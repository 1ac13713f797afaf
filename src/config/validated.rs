//! Validated configuration after merging CLI and TOML sources.
//!
//! This module contains the final, validated configuration that is used
//! by the application. All validation is performed during construction.

use std::fmt;
use std::path::{Path, PathBuf};

use crate::adapter::{AdapterName, CreationRequest, TypeTag};
use crate::interface::{AddressFamily, InterfaceSettings, MAX_IP_MTU};

use super::cli::Cli;
use super::defaults;
use super::error::{SettingsError, field};
use super::toml::TomlConfig;

/// Fully validated configuration ready for use by the application.
///
/// This struct represents a complete, validated configuration where all
/// required fields are present and all values have been validated.
///
/// # Construction
///
/// Use [`ValidatedConfig::from_raw`] to create from CLI args and optional TOML config.
/// The function validates all inputs and returns errors for invalid configurations.
#[derive(Debug)]
pub struct ValidatedConfig {
    /// Adapter to create (name, tunnel type, requested GUID)
    pub request: CreationRequest,

    /// Interface record to configure
    pub family: AddressFamily,

    /// Interface settings to apply
    pub settings: InterfaceSettings,

    /// Path to the driver library
    pub library: PathBuf,

    /// Keep the adapter up until Ctrl+C
    pub hold: bool,

    /// Print the result as JSON
    pub json: bool,

    /// Verbose logging enabled
    pub verbose: bool,
}

impl fmt::Display for ValidatedConfig {
    fn fmt(&self, f: &mut fmt::Formatter<'_>) -> fmt::Result {
        let guid = self
            .request
            .requested
            .map_or_else(|| "generated".to_string(), |g| g.to_string());
        let mtu = self
            .settings
            .mtu
            .map_or_else(|| "unchanged".to_string(), |m| m.to_string());
        let metric = self
            .settings
            .metric
            .map_or_else(|| "automatic".to_string(), |m| m.to_string());

        write!(
            f,
            "Config {{ name: {}, tunnel_type: {}, guid: {}, family: {}, mtu: {}, metric: {}, \
             library: {}, hold: {} }}",
            self.request.name,
            self.request.tunnel_type,
            guid,
            self.family,
            mtu,
            metric,
            self.library.display(),
            self.hold,
        )
    }
}

impl ValidatedConfig {
    /// Creates a validated configuration from CLI arguments and optional TOML config.
    ///
    /// CLI arguments take precedence over TOML config values.
    ///
    /// # Errors
    ///
    /// Returns an error if:
    /// - The adapter name is missing or invalid
    /// - A GUID does not parse
    /// - The address family is unknown
    /// - The MTU is outside the family's range
    pub fn from_raw(cli: &Cli, toml: Option<&TomlConfig>) -> Result<Self, SettingsError> {
        let name = Self::resolve_name(cli, toml)?;
        let tunnel_type = Self::resolve_tunnel_type(cli, toml)?;
        let requested = Self::resolve_guid(cli, toml)?;

        let mut request = CreationRequest::new(name, tunnel_type);
        if let Some(guid) = requested {
            request = request.with_requested(guid);
        }

        let family = Self::resolve_family(cli, toml)?;
        let settings = Self::resolve_settings(cli, toml, family)?;

        // Priority: CLI explicit > TOML > default
        let library = cli
            .library
            .clone()
            .or_else(|| toml.and_then(|t| t.driver.library.clone()))
            .unwrap_or_else(defaults::library);

        // Flags are OR-ed: either source can enable them
        let hold = cli.hold || toml.is_some_and(|t| t.adapter.hold);
        let json = cli.json || toml.is_some_and(|t| t.output.json);

        Ok(Self {
            request,
            family,
            settings,
            library,
            hold,
            json,
            verbose: cli.verbose,
        })
    }

    /// Loads and merges configuration from CLI and optional config file.
    ///
    /// If `cli.config` is set, loads the TOML file from that path.
    ///
    /// # Errors
    ///
    /// Returns an error if:
    /// - The config file cannot be read or parsed
    /// - The merged configuration is invalid
    pub fn load(cli: &Cli) -> Result<Self, SettingsError> {
        let toml = if let Some(ref path) = cli.config {
            Some(TomlConfig::load(path)?)
        } else {
            None
        };

        Self::from_raw(cli, toml.as_ref())
    }

    fn resolve_name(cli: &Cli, toml: Option<&TomlConfig>) -> Result<String, SettingsError> {
        // CLI takes precedence
        let name = cli
            .name
            .as_deref()
            .or_else(|| toml.and_then(|t| t.adapter.name.as_deref()))
            .ok_or_else(|| {
                SettingsError::missing(field::NAME, "Use --name or set adapter.name in config file")
            })?;

        AdapterName::new(name).map_err(|source| SettingsError::InvalidName {
            name: name.to_string(),
            source,
        })?;

        Ok(name.to_string())
    }

    fn resolve_tunnel_type(
        cli: &Cli,
        toml: Option<&TomlConfig>,
    ) -> Result<TypeTag, SettingsError> {
        cli.tunnel_type
            .as_deref()
            .or_else(|| toml.and_then(|t| t.adapter.tunnel_type.as_deref()))
            .map_or(Ok(defaults::TUNNEL_TYPE), |s| {
                parse_guid(field::TUNNEL_TYPE, s)
            })
    }

    fn resolve_guid(
        cli: &Cli,
        toml: Option<&TomlConfig>,
    ) -> Result<Option<TypeTag>, SettingsError> {
        cli.guid
            .as_deref()
            .or_else(|| toml.and_then(|t| t.adapter.guid.as_deref()))
            .map(|s| parse_guid(field::GUID, s))
            .transpose()
    }

    fn resolve_family(
        cli: &Cli,
        toml: Option<&TomlConfig>,
    ) -> Result<AddressFamily, SettingsError> {
        // CLI takes precedence
        if let Some(family) = cli.family {
            return Ok(family.into());
        }

        // Fall back to TOML, then the default
        match toml.and_then(|t| t.interface.family.as_deref()) {
            Some(value) => parse_family(value),
            None => Ok(AddressFamily::default()),
        }
    }

    fn resolve_settings(
        cli: &Cli,
        toml: Option<&TomlConfig>,
        family: AddressFamily,
    ) -> Result<InterfaceSettings, SettingsError> {
        let section = toml.map(|t| &t.interface);

        // Priority: CLI explicit > TOML > default
        let mtu = cli
            .mtu
            .or_else(|| section.and_then(|s| s.mtu))
            .unwrap_or(defaults::MTU);

        let min = family.min_mtu();
        if !(min..=MAX_IP_MTU).contains(&mtu) {
            return Err(SettingsError::InvalidMtu {
                mtu,
                min,
                max: MAX_IP_MTU,
            });
        }

        let metric = cli.metric.or_else(|| section.and_then(|s| s.metric));

        Ok(InterfaceSettings {
            mtu: Some(mtu),
            metric,
        })
    }
}

/// Writes the default configuration template to a file.
///
/// # Errors
///
/// Returns an error if the file cannot be written.
pub fn write_default_config(path: &Path) -> Result<(), SettingsError> {
    let template = super::toml::default_config_template();
    std::fs::write(path, template).map_err(|e| SettingsError::FileWrite {
        path: path.to_path_buf(),
        source: e,
    })
}

// Helper functions

fn parse_guid(field: &'static str, s: &str) -> Result<TypeTag, SettingsError> {
    s.parse::<TypeTag>()
        .map_err(|source| SettingsError::InvalidGuid { field, source })
}

fn parse_family(s: &str) -> Result<AddressFamily, SettingsError> {
    match s.to_lowercase().as_str() {
        "ipv4" | "v4" | "4" => Ok(AddressFamily::Ipv4),
        "ipv6" | "v6" | "6" => Ok(AddressFamily::Ipv6),
        _ => Err(SettingsError::InvalidFamily {
            value: s.to_string(),
        }),
    }
}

..............................

Instructions to follow — A full, exact copy of the entries is the required answer.

Solution to the exercise —
repository 1ac13713f797afaf
filename src/config/validated.rs
//! Validated configuration after merging CLI and TOML sources.
//!
//! This module contains the final, validated configuration that is used
//! by the application. All validation is performed during construction.

use std::fmt;
use std::path::{Path, PathBuf};

use crate::adapter::{AdapterName, CreationRequest, TypeTag};
use crate::interface::{AddressFamily, InterfaceSettings, MAX_IP_MTU};

use super::cli::Cli;
use super::defaults;
use super::error::{SettingsError, field};
use super::toml::TomlConfig;

/// Fully validated configuration ready for use by the application.
///
/// This struct represents a complete, validated configuration where all
/// required fields are present and all values have been validated.
///
/// # Construction
///
/// Use [`ValidatedConfig::from_raw`] to create from CLI args and optional TOML config.
/// The function validates all inputs and returns errors for invalid configurations.
#[derive(Debug)]
pub struct ValidatedConfig {
    /// Adapter to create (name, tunnel type, requested GUID)
    pub request: CreationRequest,

    /// Interface record to configure
    pub family: AddressFamily,

    /// Interface settings to apply
    pub settings: InterfaceSettings,

    /// Path to the driver library
    pub library: PathBuf,

    /// Keep the adapter up until Ctrl+C
    pub hold: bool,

    /// Print the result as JSON
    pub json: bool,

    /// Verbose logging enabled
    pub verbose: bool,
}

impl fmt::Display for ValidatedConfig {
    fn fmt(&self, f: &mut fmt::Formatter<'_>) -> fmt::Result {
        let guid = self
            .request
            .requested
            .map_or_else(|| "generated".to_string(), |g| g.to_string());
        let mtu = self
            .settings
            .mtu
            .map_or_else(|| "unchanged".to_string(), |m| m.to_string());
        let metric = self
            .settings
            .metric
            .map_or_else(|| "automatic".to_string(), |m| m.to_string());

        write!(
            f,
            "Config {{ name: {}, tunnel_type: {}, guid: {}, family: {}, mtu: {}, metric: {}, \
             library: {}, hold: {} }}",
            self.request.name,
            self.request.tunnel_type,
            guid,
            self.family,
            mtu,
            metric,
            self.library.display(),
            self.hold,
        )
    }
}

impl ValidatedConfig {
    /// Creates a validated configuration from CLI arguments and optional TOML config.
    ///
    /// CLI arguments take precedence over TOML config values.
    ///
    /// # Errors
    ///
    /// Returns an error if:
    /// - The adapter name is missing or invalid
    /// - A GUID does not parse
    /// - The address family is unknown
    /// - The MTU is outside the family's range
    pub fn from_raw(cli: &Cli, toml: Option<&TomlConfig>) -> Result<Self, SettingsError> {
        let name = Self::resolve_name(cli, toml)?;
        let tunnel_type = Self::resolve_tunnel_type(cli, toml)?;
        let requested = Self::resolve_guid(cli, toml)?;

        let mut request = CreationRequest::new(name, tunnel_type);
        if let Some(guid) = requested {
            request = request.with_requested(guid);
        }

        let family = Self::resolve_family(cli, toml)?;
        let settings = Self::resolve_settings(cli, toml, family)?;

        // Priority: CLI explicit > TOML > default
        let library = cli
            .library
            .clone()
            .or_else(|| toml.and_then(|t| t.driver.library.clone()))
            .unwrap_or_else(defaults::library);

        // Flags are OR-ed: either source can enable them
        let hold = cli.hold || toml.is_some_and(|t| t.adapter.hold);
        let json = cli.json || toml.is_some_and(|t| t.output.json);

        Ok(Self {
            request,
            family,
            settings,
            library,
            hold,
            json,
            verbose: cli.verbose,
        })
    }

    /// Loads and merges configuration from CLI and optional config file.
    ///
    /// If `cli.config` is set, loads the TOML file from that path.
    ///
    /// # Errors
    ///
    /// Returns an error if:
    /// - The config file cannot be read or parsed
    /// - The merged configuration is invalid
    pub fn load(cli: &Cli) -> Result<Self, SettingsError> {
        let toml = if let Some(ref path) = cli.config {
            Some(TomlConfig::load(path)?)
        } else {
            None
        };

        Self::from_raw(cli, toml.as_ref())
    }

    fn resolve_name(cli: &Cli, toml: Option<&TomlConfig>) -> Result<String, SettingsError> {
        // CLI takes precedence
        let name = cli
            .name
            .as_deref()
            .or_else(|| toml.and_then(|t| t.adapter.name.as_deref()))
            .ok_or_else(|| {
                SettingsError::missing(field::NAME, "Use --name or set adapter.name in config file")
            })?;

        AdapterName::new(name).map_err(|source| SettingsError::InvalidName {
            name: name.to_string(),
            source,
        })?;

        Ok(name.to_string())
    }

    fn resolve_tunnel_type(
        cli: &Cli,
        toml: Option<&TomlConfig>,
    ) -> Result<TypeTag, SettingsError> {
        cli.tunnel_type
            .as_deref()
            .or_else(|| toml.and_then(|t| t.adapter.tunnel_type.as_deref()))
            .map_or(Ok(defaults::TUNNEL_TYPE), |s| {
                parse_guid(field::TUNNEL_TYPE, s)
            })
    }

    fn resolve_guid(
        cli: &Cli,
        toml: Option<&TomlConfig>,
    ) -> Result<Option<TypeTag>, SettingsError> {
        cli.guid
            .as_deref()
            .or_else(|| toml.and_then(|t| t.adapter.guid.as_deref()))
            .map(|s| parse_guid(field::GUID, s))
            .transpose()
    }

    fn resolve_family(
        cli: &Cli,
        toml: Option<&TomlConfig>,
    ) -> Result<AddressFamily, SettingsError> {
        // CLI takes precedence
        if let Some(family) = cli.family {
            return Ok(family.into());
        }

        // Fall back to TOML, then the default
        match toml.and_then(|t| t.interface.family.as_deref()) {
            Some(value) => parse_family(value),
            None => Ok(AddressFamily::default()),
        }
    }

    fn resolve_settings(
        cli: &Cli,
        toml: Option<&TomlConfig>,
        family: AddressFamily,
    ) -> Result<InterfaceSettings, SettingsError> {
        let section = toml.map(|t| &t.interface);

        // Priority: CLI explicit > TOML > default
        let mtu = cli
            .mtu
            .or_else(|| section.and_then(|s| s.mtu))
            .unwrap_or(defaults::MTU);

        let min = family.min_mtu();
        if !(min..=MAX_IP_MTU).contains(&mtu) {
            return Err(SettingsError::InvalidMtu {
                mtu,
                min,
                max: MAX_IP_MTU,
            });
        }

        let metric = cli.metric.or_else(|| section.and_then(|s| s.metric));

        Ok(InterfaceSettings {
            mtu: Some(mtu),
            metric,
        })
    }
}

/// Writes the default configuration template to a file.
///
/// # Errors
///
/// Returns an error if the file cannot be written.
pub fn write_default_config(path: &Path) -> Result<(), SettingsError> {
    let template = super::toml::default_config_template();
    std::fs::write(path, template).map_err(|e| SettingsError::FileWrite {
        path: path.to_path_buf(),
        source: e,
    })
}

// Helper functions

fn parse_guid(field: &'static str, s: &str) -> Result<TypeTag, SettingsError> {
    s.parse::<TypeTag>()
        .map_err(|source| SettingsError::InvalidGuid { field, source })
}

fn parse_family(s: &str) -> Result<AddressFamily, SettingsError> {
    match s.to_lowercase().as_str() {
        "ipv4" | "v4" | "4" => Ok(AddressFamily::Ipv4),
        "ipv6" | "v6" | "6" => Ok(AddressFamily::Ipv6),
        _ => Err(SettingsError::InvalidFamily {
            value: s.to_string(),
        }),
    }
}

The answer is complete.